How can I make sure a dataflow block only creates threads on a on-demand basis?

Question

I've written a small pipeline using the TPL Dataflow API which receives data from multiple threads and performs handling on them.

Setup 1

When I configure it to use MaxDegreeOfParallelism = Environment.ProcessorCount (comes to 8 in my case) for each block, I notice it fills up buffers in multiple threads and processing the second block doesn't start until +- 1700 elements have been received across all threads. You can see this in action here.

Setup 2

When I set MaxDegreeOfParallelism = 1 then I notice all elements are received on a single thread and processing the sending already starts after +- 40 elements are received.
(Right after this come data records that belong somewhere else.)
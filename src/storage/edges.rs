use crate::edge::{EdgeType, KnowledgeEdge};
use crate::storage::{in_chunks, placeholders, text_values};
use crate::time_utils;
use crate::{RecallError, RecallResult};
use rusqlite::types::Value;
use rusqlite::{params, params_from_iter, Connection, Row};

pub struct EdgeStorage;

fn edge_from_row(row: &Row) -> rusqlite::Result<Option<KnowledgeEdge>> {
    let id: String = row.get("id")?;
    let type_str: String = row.get("edge_type")?;
    let edge_type = match type_str.parse::<EdgeType>() {
        Ok(t) => t,
        Err(e) => {
            tracing::warn!(edge_id = %id, error = %e, "Skipping edge with unknown type");
            return Ok(None);
        }
    };
    let metadata_json: String = row.get("metadata")?;
    let created_str: String = row.get("created_at")?;

    Ok(Some(KnowledgeEdge {
        id,
        user_id: row.get("user_id")?,
        source_id: row.get("source_id")?,
        target_id: row.get("target_id")?,
        edge_type,
        weight: row.get("weight")?,
        metadata: serde_json::from_str(&metadata_json).unwrap_or_default(),
        created_at: time_utils::from_sqlite(&created_str).unwrap_or_else(|_| chrono::Utc::now()),
    }))
}

impl EdgeStorage {
    /// Both endpoints must exist and belong to the edge's user.
    pub fn insert(conn: &Connection, edge: &KnowledgeEdge) -> RecallResult<()> {
        let expected: i64 = if edge.source_id == edge.target_id { 1 } else { 2 };
        let owned: i64 = conn
            .query_row(
                "SELECT COUNT(*) FROM knowledge_nodes WHERE id IN (?1, ?2) AND user_id = ?3",
                params![edge.source_id, edge.target_id, edge.user_id],
                |r| r.get(0),
            )
            .map_err(|e| RecallError::Storage(e.to_string()))?;
        if owned != expected {
            return Err(RecallError::InvalidInput(format!(
                "Edge {} endpoints must both belong to user {}",
                edge.id, edge.user_id
            )));
        }

        conn.execute(
            "INSERT INTO knowledge_edges (
                id, user_id, source_id, target_id, edge_type, weight, metadata, created_at
            ) VALUES (?1, ?2, ?3, ?4, ?5, ?6, ?7, ?8)",
            params![
                edge.id,
                edge.user_id,
                edge.source_id,
                edge.target_id,
                edge.edge_type.as_str(),
                edge.weight.clamp(0.0, 1.0),
                serde_json::to_string(&edge.metadata).unwrap_or_else(|_| "{}".into()),
                time_utils::to_sqlite(&edge.created_at),
            ],
        )
        .map_err(|e| RecallError::Storage(format!("Insert edge failed: {}", e)))?;

        tracing::debug!(
            edge_id = %edge.id,
            source = %edge.source_id,
            target = %edge.target_id,
            edge_type = %edge.edge_type,
            "Edge inserted"
        );
        Ok(())
    }

    /// Outgoing edges of `source_ids`, optionally restricted to `edge_types`.
    /// Ordered by source, then weight descending.
    pub fn list_from(
        conn: &Connection,
        source_ids: &[String],
        edge_types: Option<&[EdgeType]>,
    ) -> RecallResult<Vec<KnowledgeEdge>> {
        if source_ids.is_empty() {
            return Ok(vec![]);
        }
        let mut edges = in_chunks(source_ids, |chunk| Self::list_from_chunk(conn, chunk, edge_types))?;
        if source_ids.len() > super::MAX_IN_VALUES {
            edges.sort_by(|a, b| {
                a.source_id
                    .cmp(&b.source_id)
                    .then_with(|| b.weight.partial_cmp(&a.weight).unwrap_or(std::cmp::Ordering::Equal))
                    .then_with(|| a.id.cmp(&b.id))
            });
        }
        Ok(edges)
    }

    fn list_from_chunk(
        conn: &Connection,
        source_ids: &[String],
        edge_types: Option<&[EdgeType]>,
    ) -> RecallResult<Vec<KnowledgeEdge>> {
        let mut sql = format!(
            "SELECT * FROM knowledge_edges WHERE source_id IN ({})",
            placeholders(1, source_ids.len())
        );
        let mut values = text_values(source_ids);
        if let Some(types) = edge_types.filter(|t| !t.is_empty()) {
            sql.push_str(&format!(
                " AND edge_type IN ({})",
                placeholders(source_ids.len() + 1, types.len())
            ));
            values.extend(types.iter().map(|t| Value::Text(t.as_str().to_string())));
        }
        sql.push_str(" ORDER BY source_id, weight DESC, id");

        let mut stmt = conn
            .prepare(&sql)
            .map_err(|e| RecallError::Storage(e.to_string()))?;
        let rows = stmt
            .query_map(params_from_iter(values), edge_from_row)
            .map_err(|e| RecallError::Storage(e.to_string()))?;
        let mut edges = Vec::new();
        for row in rows {
            if let Some(edge) = row? {
                edges.push(edge);
            }
        }
        Ok(edges)
    }

    pub fn count(conn: &Connection, user_id: &str) -> RecallResult<usize> {
        let c: usize = conn
            .query_row(
                "SELECT COUNT(*) FROM knowledge_edges WHERE user_id = ?1",
                params![user_id],
                |r| r.get(0),
            )
            .map_err(|e| RecallError::Storage(e.to_string()))?;
        Ok(c)
    }
}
Data here.

Setup 3

When I set MaxDegreeOfParallelism = 1 and I introduce a delay of 1000ms before sending each input, I notice elements get sent as soon as they are received and every received element is put on a separate thread. Data here.

So far the setup. My questions are the following:

When I compare setups 1 & 2 I notice that processing elements starts much faster when done in serial compared to parallel (even after accounting for the fact that parallel has 8x as many threads). What causes this difference?
Since this will be run in an ASP.NET environment, I don't want to spawn unnecessary threads since they all come from a single threadpool. As shown in setup 3 it will still spread itself over multiple threads even when there is only a handful of data. This is also surprising because from setup 1 I would assume that data is spread sequentially over threads (notice how the first 50 elements all go to thread 16). Can I make sure it only creates new threads on a on-demand basis?
There is another concept called the BufferBlock<T>. If the TransformBlock<T> already queues input, what would be the practical difference of swapping the first step in my pipeline (ReceiveElement) for a BufferBlock?

class Program
{
    static void Main(string[] args)
    {
        var dataflowProcessor = new DataflowProcessor<string>();
        var amountOfTasks = 5;
        var tasks = new Task[amountOfTasks];

        for (var i = 0; i < amountOfTasks; i++)
        {
            tasks[i] = SpawnThread(dataflowProcessor, $"Task {i + 1}");
        }

        foreach (var task in tasks)
        {
            task.Start();
        }

        Task.WaitAll(tasks);
        Console.WriteLine("Finished feeding threads"); // Needs to use async main
        Console.Read();
    }

    private static Task SpawnThread(DataflowProcessor<string> dataflowProcessor, string taskName)
    {
        return new Task(async () =>
        {
            await FeedData(dataflowProcessor, taskName);
        });
    }

    private static async Task FeedData(DataflowProcessor<string> dataflowProcessor, string threadName)
    {
        foreach (var i in Enumerable.Range(0, short.MaxValue))
        {
            await Task.Delay(1000); // Only used for the delayedSerialProcessing test
            dataflowProcessor.Process($"Thread name: {threadName}	 Thread ID:{Thread.CurrentThread.ManagedThreadId}	 Value:{i}");
        }
    }
}


public class DataflowProcessor<T>
{
    private static readonly ExecutionDataflowBlockOptions ExecutionOptions = new ExecutionDataflowBlockOptions
    {
        MaxDegreeOfParallelism = Environment.ProcessorCount
    };

    private static readonly TransformBlock<T, T> ReceiveElement = new TransformBlock<T, T>(element =>
    {
        Console.WriteLine($"Processing received element in thread {Thread.CurrentThread.ManagedThreadId}");
        return element;
    }, ExecutionOptions);

    private static readonly ActionBlock<T> SendElement = new ActionBlock<T>(element =>
    {
        Console.WriteLine($"Processing sent element in thread {Thread.CurrentThread.ManagedThreadId}");
        Console.WriteLine(element);
    }, ExecutionOptions);

    static DataflowProcessor()
    {
        ReceiveElement.LinkTo(SendElement);

        ReceiveElement.Completion.ContinueWith(x =>
        {
            if (x.IsFaulted)
            {
                ((IDataflowBlock) ReceiveElement).Fault(x.Exception);
            }
            else
            {
                ReceiveElement.Complete();
            }
        });
    }


    public void Process(T newElement)
    {      
        ReceiveElement.Post(newElement);
    }
}

VMAtm · Accepted Answer

Before you deploy your solution to the ASP.NET environment, I suggest you to change your architecture: IIS can suspend threads in ASP.NET for it's own use after the request handled so your task could be unfinished. Better approach is to create a separate windows service daemon, which handles your dataflow.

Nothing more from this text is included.